Task instructions: Using the listing below, print the line that contains "fn active_root(&self) ->" and each line after it, exactly as shown, through the final one.

Data listing:
use crate::mmu::Mmu;
use crate::page_table::PageTable;
use core::ptr::NonNull;
use kernel_memory_addresses::{PhysicalAddress, PhysicalPage, Size4K, VirtualAddress};

/// CR3 bits \[51:12\]; PWT, PCD and the PCID field are masked off.
const CR3_ROOT_MASK: u64 = 0x000F_FFFF_FFFF_F000;

/// The bare-metal MMU of the executing core.
pub struct X86Mmu {
    _private: (),
}

impl X86Mmu {
    /// # Safety
    /// Must only be constructed in ring 0 on an x86-64 CPU running with
    /// 4-level paging and a self-mapped root.
    #[must_use]
    pub const unsafe fn new() -> Self {
        Self { _private: () }
    }
}

unsafe impl Mmu for X86Mmu {
    fn active_root(&self) -> PhysicalPage<Size4K> {
        let cr3: u64;
        unsafe {
            core::arch::asm!("mov {}, cr3", out(reg) cr3, options(nomem, nostack, preserves_flags));
        }
        PhysicalPage::from_addr(PhysicalAddress::new(cr3 & CR3_ROOT_MASK))
    }

    unsafe fn activate(&self, root: PhysicalPage<Size4K>) {
        let cr3 = root.base().as_u64();
        unsafe {
            core::arch::asm!("mov cr3, {}", in(reg) cr3, options(nostack, preserves_flags));
        }
    }

    fn invalidate_page(&self, va: VirtualAddress) {
        unsafe {
            core::arch::asm!("invlpg [{}]", in(reg) va.as_u64(), options(nostack, preserves_flags));
        }
    }

    fn resolve_table(&self, window_address: VirtualAddress) -> Option<NonNull<PageTable>> {
        NonNull::new(window_address.as_mut_ptr::<PageTable>())
    }
}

Exercise solution:
    fn active_root(&self) -> PhysicalPage<Size4K> {
        let cr3: u64;
        unsafe {
            core::arch::asm!("mov {}, cr3", out(reg) cr3, options(nomem, nostack, preserves_flags));
        }
        PhysicalPage::from_addr(PhysicalAddress::new(cr3 & CR3_ROOT_MASK))
    }

    unsafe fn activate(&self, root: PhysicalPage<Size4K>) {
        let cr3 = root.base().as_u64();
        unsafe {
            core::arch::asm!("mov cr3, {}", in(reg) cr3, options(nostack, preserves_flags));
        }
    }

    fn invalidate_page(&self, va: VirtualAddress) {
        unsafe {
            core::arch::asm!("invlpg [{}]", in(reg) va.as_u64(), options(nostack, preserves_flags));
        }
    }

    fn resolve_table(&self, window_address: VirtualAddress) -> Option<NonNull<PageTable>> {
        NonNull::new(window_address.as_mut_ptr::<PageTable>())
    }
}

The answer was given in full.